(Record set)

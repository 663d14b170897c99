//! Single-pass, bounded-memory aggregation of [`PopulationRow`]s.
//!
//! Rows are filtered on year and geography *before* they touch the
//! accumulator table, so the table only ever holds one entry per distinct
//! `(geography, year)` key that survives filtering.
//!
//! Sums are kept in fixed point (millionths) so that accumulation is
//! exactly commutative and associative: any permutation or partitioning
//! of the same rows produces bit-identical aggregates.

use std::collections::{BTreeMap, BTreeSet};

use closure_risk_geography_models::fips;
use closure_risk_population_models::{
    AggregateReport, AggregateStats, GeographyYearAggregate, MalformedReason, MalformedRecord,
    PopulationRow, STANDARD_BAND_COUNT, SubtotalRule,
};

use crate::PopulationError;
use crate::progress::ProgressCallback;

/// Fixed-point resolution for accumulated values.
const FIXED_POINT_SCALE: f64 = 1_000_000.0;

/// Largest value a single row may carry. Anything above is treated as a
/// corrupt cell; keeping rows below this leaves room for trillions of rows
/// in an `i128` sum.
pub const MAX_ROW_VALUE: f64 = 1e15;

/// Emit a milestone log line every this many rows.
const LOG_EVERY_ROWS: u64 = 5_000_000;

/// Batch size for progress callback updates.
const PROGRESS_BATCH: u64 = 100_000;

/// Converts a non-negative value to fixed point.
#[allow(clippy::cast_possible_truncation)]
pub(crate) fn to_fixed(value: f64) -> i128 {
    (value * FIXED_POINT_SCALE).round() as i128
}

/// Converts a fixed-point sum back to a float.
#[allow(clippy::cast_precision_loss)]
pub(crate) fn from_fixed(sum: i128) -> f64 {
    sum as f64 / FIXED_POINT_SCALE
}

/// Which geography keys the aggregator accepts.
#[derive(Debug, Clone, Default, PartialEq, Eq)]
pub enum GeographyFilter {
    /// Accept every key.
    #[default]
    Any,
    /// Accept state or county keys whose state prefix is one of the
    /// 50 states + DC (territories are dropped).
    States,
    /// Accept only these exact keys.
    Exact(BTreeSet<String>),
}

impl GeographyFilter {
    /// Returns `true` if rows for `geography_id` should be kept.
    #[must_use]
    pub fn accepts(&self, geography_id: &str) -> bool {
        match self {
            Self::Any => !geography_id.is_empty(),
            Self::States => geography_id
                .get(..2)
                .is_some_and(fips::is_state_fips),
            Self::Exact(keys) => keys.contains(geography_id),
        }
    }
}

/// Aggregation settings: which rows to keep and which subtotals to build.
#[derive(Debug, Clone, PartialEq)]
pub struct AggregatorConfig {
    /// Years retained; every other year is dropped before accumulation.
    pub target_years: BTreeSet<i32>,
    /// Geography filter applied before accumulation.
    pub geographies: GeographyFilter,
    /// Named subtotals accumulated alongside the total.
    pub subtotals: Vec<SubtotalRule>,
    /// Number of age bands in the extract layout.
    pub band_count: u8,
}

impl AggregatorConfig {
    /// Creates a config retaining `target_years`, accepting any geography,
    /// with no subtotals and the standard 18-band layout.
    #[must_use]
    pub fn new(target_years: impl IntoIterator<Item = i32>) -> Self {
        Self {
            target_years: target_years.into_iter().collect(),
            geographies: GeographyFilter::Any,
            subtotals: Vec::new(),
            band_count: STANDARD_BAND_COUNT,
        }
    }

    /// Sets the geography filter.
    #[must_use]
    pub fn with_geographies(mut self, filter: GeographyFilter) -> Self {
        self.geographies = filter;
        self
    }

    /// Adds a named subtotal.
    #[must_use]
    pub fn with_subtotal(mut self, rule: SubtotalRule) -> Self {
        self.subtotals.push(rule);
        self
    }

    /// Sets the number of age bands in the layout.
    #[must_use]
    pub const fn with_band_count(mut self, band_count: u8) -> Self {
        self.band_count = band_count;
        self
    }

    /// Checks the config for mistakes that would make results meaningless.
    ///
    /// # Errors
    ///
    /// Returns [`PopulationError::Configuration`] if no target year is
    /// set, the band count is zero, or a subtotal rule is empty, refers to
    /// a band outside the layout, has a weight outside `(0, 1]`, reuses
    /// the reserved name `"total"`, or duplicates another subtotal's name.
    pub fn validate(&self) -> Result<(), PopulationError> {
        let fail = |message: String| Err(PopulationError::Configuration { message });

        if self.target_years.is_empty() {
            return fail("aggregation needs at least one target year".to_string());
        }
        if self.band_count == 0 {
            return fail("band count must be positive".to_string());
        }

        let mut names = BTreeSet::new();
        for rule in &self.subtotals {
            if rule.name.is_empty() || rule.name == GeographyYearAggregate::TOTAL {
                return fail(format!("invalid subtotal name {:?}", rule.name));
            }
            if !names.insert(rule.name.as_str()) {
                return fail(format!("duplicate subtotal {:?}", rule.name));
            }
            if rule.min_band.is_none() && rule.bands.is_empty() && rule.partial.is_empty() {
                return fail(format!("subtotal {:?} selects no bands", rule.name));
            }

            let in_layout = |band: u8| (1..=self.band_count).contains(&band);
            let listed = rule
                .min_band
                .iter()
                .chain(&rule.bands)
                .chain(rule.partial.iter().map(|p| &p.band));
            if let Some(band) = listed.copied().find(|&b| !in_layout(b)) {
                return fail(format!(
                    "subtotal {:?} refers to band {band} outside 1..={}",
                    rule.name, self.band_count
                ));
            }

            for partial in &rule.partial {
                if !(partial.weight > 0.0 && partial.weight <= 1.0) {
                    return fail(format!(
                        "subtotal {:?} band {} weight {} is outside (0, 1]",
                        rule.name, partial.band, partial.weight
                    ));
                }
                if rule.bands.contains(&partial.band) {
                    return fail(format!(
                        "subtotal {:?} lists band {} as both full and partial",
                        rule.name, partial.band
                    ));
                }
            }
        }

        Ok(())
    }
}

/// Fixed-point sums for one `(geography, year)` key.
#[derive(Debug, Clone)]
struct Accumulator {
    total: i128,
    subtotals: Vec<i128>,
}

impl Accumulator {
    fn new(subtotal_count: usize) -> Self {
        Self {
            total: 0,
            subtotals: vec![0; subtotal_count],
        }
    }
}

/// Folds population rows into per-geography, per-year sums.
#[derive(Debug, Clone)]
pub struct StreamingAggregator {
    config: AggregatorConfig,
    table: BTreeMap<(String, i32), Accumulator>,
    stats: AggregateStats,
}

impl StreamingAggregator {
    /// Creates an aggregator after validating `config`.
    ///
    /// # Errors
    ///
    /// Returns [`PopulationError::Configuration`] if the config is invalid.
    pub fn new(config: AggregatorConfig) -> Result<Self, PopulationError> {
        config.validate()?;
        Ok(Self {
            config,
            table: BTreeMap::new(),
            stats: AggregateStats::default(),
        })
    }

    /// Returns the config this aggregator was built with.
    #[must_use]
    pub const fn config(&self) -> &AggregatorConfig {
        &self.config
    }

    /// Returns the number of distinct keys accumulated so far.
    #[must_use]
    pub fn key_count(&self) -> usize {
        self.table.len()
    }

    /// Returns the row counters so far.
    #[must_use]
    pub const fn stats(&self) -> &AggregateStats {
        &self.stats
    }

    /// Offers one parsed-or-rejected record to the aggregator.
    pub fn push_record(&mut self, record: Result<PopulationRow, MalformedRecord>) {
        match record {
            Ok(row) => self.push(&row),
            Err(malformed) => {
                self.stats.rows_read += 1;
                self.count_malformed(malformed.reason);
                log::trace!("{malformed}");
            }
        }
    }

    /// Offers one row to the aggregator.
    ///
    /// Rows outside the target years or geography filter are dropped and
    /// counted. Rows with a negative, non-finite, or out-of-range value,
    /// or a band outside the layout, are counted as malformed.
    pub fn push(&mut self, row: &PopulationRow) {
        self.stats.rows_read += 1;

        if !row.value.is_finite() {
            self.count_malformed(MalformedReason::InvalidNumber);
            return;
        }
        if row.value < 0.0 {
            self.count_malformed(MalformedReason::NegativeValue);
            return;
        }
        if row.value > MAX_ROW_VALUE {
            self.count_malformed(MalformedReason::ValueOutOfRange);
            return;
        }
        if row.age_band.index() > self.config.band_count {
            self.count_malformed(MalformedReason::UnknownAgeBand);
            return;
        }
        if !self.config.target_years.contains(&row.year) {
            self.stats.rows_filtered_year += 1;
            return;
        }
        if !self.config.geographies.accepts(&row.geography_id) {
            self.stats.rows_filtered_geography += 1;
            return;
        }

        let subtotal_count = self.config.subtotals.len();
        let acc = self
            .table
            .entry((row.geography_id.clone(), row.year))
            .or_insert_with(|| Accumulator::new(subtotal_count));

        acc.total = acc.total.saturating_add(to_fixed(row.value));
        for (sum, rule) in acc.subtotals.iter_mut().zip(&self.config.subtotals) {
            let weight = rule.weight_for(row.age_band);
            if weight > 0.0 {
                *sum = sum.saturating_add(to_fixed(row.value * weight));
            }
        }

        self.stats.rows_kept += 1;
    }

    /// Drains a row stream into the aggregator, reporting progress.
    pub fn consume<I>(&mut self, rows: I, progress: &dyn ProgressCallback)
    where
        I: IntoIterator<Item = Result<PopulationRow, MalformedRecord>>,
    {
        let mut pending = 0u64;

        for record in rows {
            self.push_record(record);
            pending += 1;

            if pending == PROGRESS_BATCH {
                progress.inc(pending);
                pending = 0;
            }
            if self.stats.rows_read % LOG_EVERY_ROWS == 0 {
                log::info!(
                    "...processed {} rows ({} keys so far)",
                    self.stats.rows_read,
                    self.table.len()
                );
            }
        }

        progress.inc(pending);
    }

    /// Adds another aggregator's partial table into this one.
    ///
    /// Partial tables built from disjoint slices of the same stream merge
    /// into exactly the table a single pass would have built.
    ///
    /// # Errors
    ///
    /// Returns [`PopulationError::Configuration`] if the two aggregators
    /// accumulate different subtotals.
    pub fn merge(&mut self, other: Self) -> Result<(), PopulationError> {
        if self.config.subtotals != other.config.subtotals {
            return Err(PopulationError::Configuration {
                message: "cannot merge aggregators with different subtotals".to_string(),
            });
        }

        for (key, acc) in other.table {
            match self.table.get_mut(&key) {
                Some(existing) => {
                    existing.total = existing.total.saturating_add(acc.total);
                    for (sum, add) in existing.subtotals.iter_mut().zip(&acc.subtotals) {
                        *sum = sum.saturating_add(*add);
                    }
                }
                None => {
                    self.table.insert(key, acc);
                }
            }
        }
        self.stats.absorb(&other.stats);

        Ok(())
    }

    /// Finishes the pass, producing one aggregate per key in key order.
    #[must_use]
    pub fn finish(self) -> AggregateReport {
        let names: Vec<String> = self.config.subtotals.iter().map(|r| r.name.clone()).collect();

        let aggregates = self
            .table
            .into_iter()
            .map(|((geography_id, year), acc)| GeographyYearAggregate {
                geography_id,
                year,
                total: from_fixed(acc.total),
                subtotals: names
                    .iter()
                    .cloned()
                    .zip(acc.subtotals.into_iter().map(from_fixed))
                    .collect(),
            })
            .collect();

        AggregateReport {
            aggregates,
            stats: self.stats,
        }
    }

    fn count_malformed(&mut self, reason: MalformedReason) {
        *self.stats.malformed.entry(reason).or_default() += 1;
    }
}

/// Aggregates a complete row stream in one call.
///
/// # Errors
///
/// Returns [`PopulationError::Configuration`] if the config is invalid.
pub fn aggregate<I>(
    config: AggregatorConfig,
    rows: I,
    progress: &dyn ProgressCallback,
) -> Result<AggregateReport, PopulationError>
where
    I: IntoIterator<Item = Result<PopulationRow, MalformedRecord>>,
{
    let mut aggregator = StreamingAggregator::new(config)?;
    aggregator.consume(rows, progress);
    let report = aggregator.finish();

    if report.is_empty() {
        log::warn!(
            "No rows matched the aggregation filters ({} rows read)",
            report.stats.rows_read
        );
    } else {
        log::info!(
            "Aggregated {} rows into {} geography-year keys ({} malformed, {} filtered)",
            report.stats.rows_kept,
            report.aggregates.len(),
            report.stats.malformed_total(),
            report.stats.rows_filtered_year + report.stats.rows_filtered_geography,
        );
    }

    Ok(report)
}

(Problem to solve)
Within the listing, how many lines include the string "before"? Supply the number and no further words.

(Response area)
3